[REQUIRED WORK]
Scan the material below for the word "Borrow", then copy every line in which it appears.
___ DATA SUPPLIED
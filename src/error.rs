//! Error types for PebbleSQL
//!
//! This module defines all error types used throughout the engine.

use thiserror::Error;

/// Boxed error returned by user-supplied callbacks (functions, converters)
pub type BoxError = Box<dyn std::error::Error + Send + Sync + 'static>;

/// The main error type for PebbleSQL
#[derive(Error, Debug)]
pub enum Error {
    // ========== Parser Errors ==========
    #[error("Syntax error at position {position}: {message}")]
    Syntax { position: usize, message: String },

    // ========== Binding Errors ==========
    #[error("Binding error: {0}")]
    ParameterCount(String),

    #[error("Adaptation error: {0}")]
    Adaptation(String),

    // ========== Extension Errors ==========
    #[error("Extension error: no such collation sequence: {0}")]
    UnknownCollation(String),

    #[error("Extension error: no such function: {name} with {arity} argument(s)")]
    UnknownFunction { name: String, arity: usize },

    #[error("Evaluation error: {0}")]
    Evaluation(String),

    // ========== Catalog Errors ==========
    #[error("Catalog error: table '{0}' not found")]
    TableNotFound(String),

    #[error("Catalog error: table '{0}' already exists")]
    TableAlreadyExists(String),

    #[error("Catalog error: column '{0}' not found in {1}")]
    ColumnNotFound(String, String),

    #[error("Catalog error: duplicate column name '{0}'")]
    DuplicateColumn(String),

    #[error("Catalog error: ambiguous column name '{0}'")]
    AmbiguousColumn(String),

    // ========== Execution Errors ==========
    #[error("Integrity error: {0}")]
    Integrity(String),

    #[error("Busy: {0}")]
    ResultSetBusy(String),

    #[error("Transaction error: {0}")]
    Transaction(String),

    #[error("Misuse: {0}")]
    Misuse(String),

    // ========== Storage Errors ==========
    #[error("Storage error: corrupt database file: {0}")]
    Corrupt(String),

    #[error("I/O error: {0}")]
    Io(#[from] std::io::Error),

    #[error("Serialization error: {0}")]
    Json(#[from] serde_json::Error),
}

impl Error {
    /// Build a syntax error at the given character offset
    pub fn syntax(position: usize, message: impl Into<String>) -> Self {
        Error::Syntax {
            position,
            message: message.into(),
        }
    }

    /// Build an evaluation error
    pub fn evaluation(message: impl Into<String>) -> Self {
        Error::Evaluation(message.into())
    }
}

/// Result type alias for PebbleSQL operations
pub type Result<T> = std::result::Result<T, Error>;
//! Tuple and Value types for PebbleSQL
//!
//! This module defines how data values are represented in memory.

use serde::{Deserialize, Serialize};
use std::cmp::Ordering;
use std::fmt;

use crate::functions::Collation;

/// A storable scalar value
#[derive(Debug, Clone, Serialize, Deserialize)]
pub enum Value {
    /// NULL value
    Null,
    /// Integer value (64-bit)
    Integer(i64),
    /// Floating point value (64-bit)
    Real(f64),
    /// UTF-8 text
    Text(String),
    /// Binary data
    Blob(Vec<u8>),
}

impl PartialEq for Value {
    fn eq(&self, other: &Self) -> bool {
        self.compare(other) == Ordering::Equal
    }
}

impl PartialOrd for Value {
    fn partial_cmp(&self, other: &Self) -> Option<Ordering> {
        Some(self.compare(other))
    }
}

impl Value {
    /// Check if this value is NULL
    pub fn is_null(&self) -> bool {
        matches!(self, Value::Null)
    }

    /// Storage class rank used by the total order
    fn rank(&self) -> u8 {
        match self {
            Value::Null => 0,
            Value::Integer(_) | Value::Real(_) => 1,
            Value::Text(_) => 2,
            Value::Blob(_) => 3,
        }
    }

    /// Total order: NULL < numbers < text < blobs
    pub fn compare(&self, other: &Value) -> Ordering {
        match (self, other) {
            (Value::Integer(a), Value::Integer(b)) => a.cmp(b),
            (Value::Integer(a), Value::Real(b)) => compare_int_real(*a, *b),
            (Value::Real(a), Value::Integer(b)) => compare_int_real(*b, *a).reverse(),
            (Value::Real(a), Value::Real(b)) => compare_reals(*a, *b),
            (Value::Text(a), Value::Text(b)) => a.cmp(b),
            (Value::Blob(a), Value::Blob(b)) => a.cmp(b),
            _ => self.rank().cmp(&other.rank()),
        }
    }

    /// Compare using a collation for text-vs-text pairs
    pub fn compare_with(&self, other: &Value, collation: Option<&Collation>) -> Ordering {
        match (self, other, collation) {
            (Value::Text(a), Value::Text(b), Some(collate)) => collate(a, b),
            _ => self.compare(other),
        }
    }

    /// Truthiness as used by WHERE and boolean operators. NULL has none.
    pub fn as_bool(&self) -> Option<bool> {
        match self {
            Value::Null => None,
            Value::Integer(i) => Some(*i != 0),
            Value::Real(f) => Some(*f != 0.0),
            Value::Text(_) | Value::Blob(_) => match self.to_numeric() {
                Value::Integer(i) => Some(i != 0),
                Value::Real(f) => Some(f != 0.0),
                _ => Some(false),
            },
        }
    }

    /// Try to convert to i64
    pub fn as_i64(&self) -> Option<i64> {
        match self {
            Value::Integer(i) => Some(*i),
            Value::Real(f) => Some(*f as i64),
            Value::Null => None,
            _ => self.to_numeric().as_i64(),
        }
    }

    /// Try to convert to f64
    pub fn as_f64(&self) -> Option<f64> {
        match self {
            Value::Integer(i) => Some(*i as f64),
            Value::Real(f) => Some(*f),
            Value::Null => None,
            _ => self.to_numeric().as_f64(),
        }
    }

    /// Borrow the text, if this is a text value
    pub fn as_str(&self) -> Option<&str> {
        match self {
            Value::Text(s) => Some(s),
            _ => None,
        }
    }

    /// Borrow the bytes, if this is a blob value
    pub fn as_blob(&self) -> Option<&[u8]> {
        match self {
            Value::Blob(b) => Some(b),
            _ => None,
        }
    }

    /// Name of the storage class, as reported by `typeof()`
    pub fn type_name(&self) -> &'static str {
        match self {
            Value::Null => "null",
            Value::Integer(_) => "integer",
            Value::Real(_) => "real",
            Value::Text(_) => "text",
            Value::Blob(_) => "blob",
        }
    }

    /// Numeric view of a value. Text and blobs use their longest numeric prefix.
    pub fn to_numeric(&self) -> Value {
        match self {
            Value::Integer(_) | Value::Real(_) | Value::Null => self.clone(),
            Value::Text(s) => parse_numeric_prefix(s),
            Value::Blob(b) => parse_numeric_prefix(&String::from_utf8_lossy(b)),
        }
    }

    /// Render as text, used by `||` and text functions
    pub fn to_text(&self) -> Option<String> {
        match self {
            Value::Null => None,
            Value::Text(s) => Some(s.clone()),
            Value::Blob(b) => Some(String::from_utf8_lossy(b).into_owned()),
            _ => Some(self.to_string()),
        }
    }

    /// Render as a SQL literal that parses back to an equal value
    pub fn to_sql_literal(&self) -> String {
        match self {
            Value::Null => "NULL".to_string(),
            // -9223372036854775808 would lex as a real
            Value::Integer(i64::MIN) => format!("({} - 1)", i64::MIN + 1),
            Value::Integer(i) => i.to_string(),
            Value::Real(f) => format_real_literal(*f),
            Value::Text(s) => format!("'{}'", s.replace('\'', "''")),
            Value::Blob(b) => format!("X'{}'", hex_upper(b)),
        }
    }

    /// Add two values
    pub fn add(&self, other: &Value) -> Value {
        arithmetic(self, other, i64::checked_add, |a, b| a + b)
    }

    /// Subtract two values
    pub fn sub(&self, other: &Value) -> Value {
        arithmetic(self, other, i64::checked_sub, |a, b| a - b)
    }

    /// Multiply two values
    pub fn mul(&self, other: &Value) -> Value {
        arithmetic(self, other, i64::checked_mul, |a, b| a * b)
    }

    /// Divide two values. Division by zero yields NULL.
    pub fn div(&self, other: &Value) -> Value {
        if other.is_zero() {
            return Value::Null;
        }
        arithmetic(self, other, i64::checked_div, |a, b| a / b)
    }

    /// Remainder of two values. Modulo by zero yields NULL.
    pub fn rem(&self, other: &Value) -> Value {
        if other.is_zero() {
            return Value::Null;
        }
        arithmetic(self, other, i64::checked_rem, |a, b| a % b)
    }

    /// Arithmetic negation
    pub fn negate(&self) -> Value {
        match self.to_numeric() {
            Value::Integer(i) => i
                .checked_neg()
                .map(Value::Integer)
                .unwrap_or(Value::Real(-(i as f64))),
            Value::Real(f) => Value::Real(-f),
            other => other,
        }
    }

    fn is_zero(&self) -> bool {
        match self.to_numeric() {
            Value::Integer(i) => i == 0,
            Value::Real(f) => f == 0.0,
            _ => false,
        }
    }
}

fn compare_int_real(a: i64, b: f64) -> Ordering {
    compare_reals(a as f64, b)
}

/// NaN sorts below every other number so the order stays total
fn compare_reals(a: f64, b: f64) -> Ordering {
    match (a.is_nan(), b.is_nan()) {
        (true, true) => Ordering::Equal,
        (true, false) => Ordering::Less,
        (false, true) => Ordering::Greater,
        (false, false) => a.partial_cmp(&b).unwrap_or(Ordering::Equal),
    }
}

fn real_or_null(f: f64) -> Value {
    if f.is_nan() {
        Value::Null
    } else {
        Value::Real(f)
    }
}

fn arithmetic(
    left: &Value,
    right: &Value,
    int_op: fn(i64, i64) -> Option<i64>,
    real_op: fn(f64, f64) -> f64,
) -> Value {
    if left.is_null() || right.is_null() {
        return Value::Null;
    }
    match (left.to_numeric(), right.to_numeric()) {
        (Value::Integer(a), Value::Integer(b)) => match int_op(a, b) {
            Some(v) => Value::Integer(v),
            // Overflow promotes to real
            None => real_or_null(real_op(a as f64, b as f64)),
        },
        (a, b) => match (a.as_f64(), b.as_f64()) {
            (Some(x), Some(y)) => real_or_null(real_op(x, y)),
            _ => Value::Null,
        },
    }
}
______
[ANSWER FOR THIS EXERCISE]
    /// Borrow the text, if this is a text value
    /// Borrow the bytes, if this is a blob value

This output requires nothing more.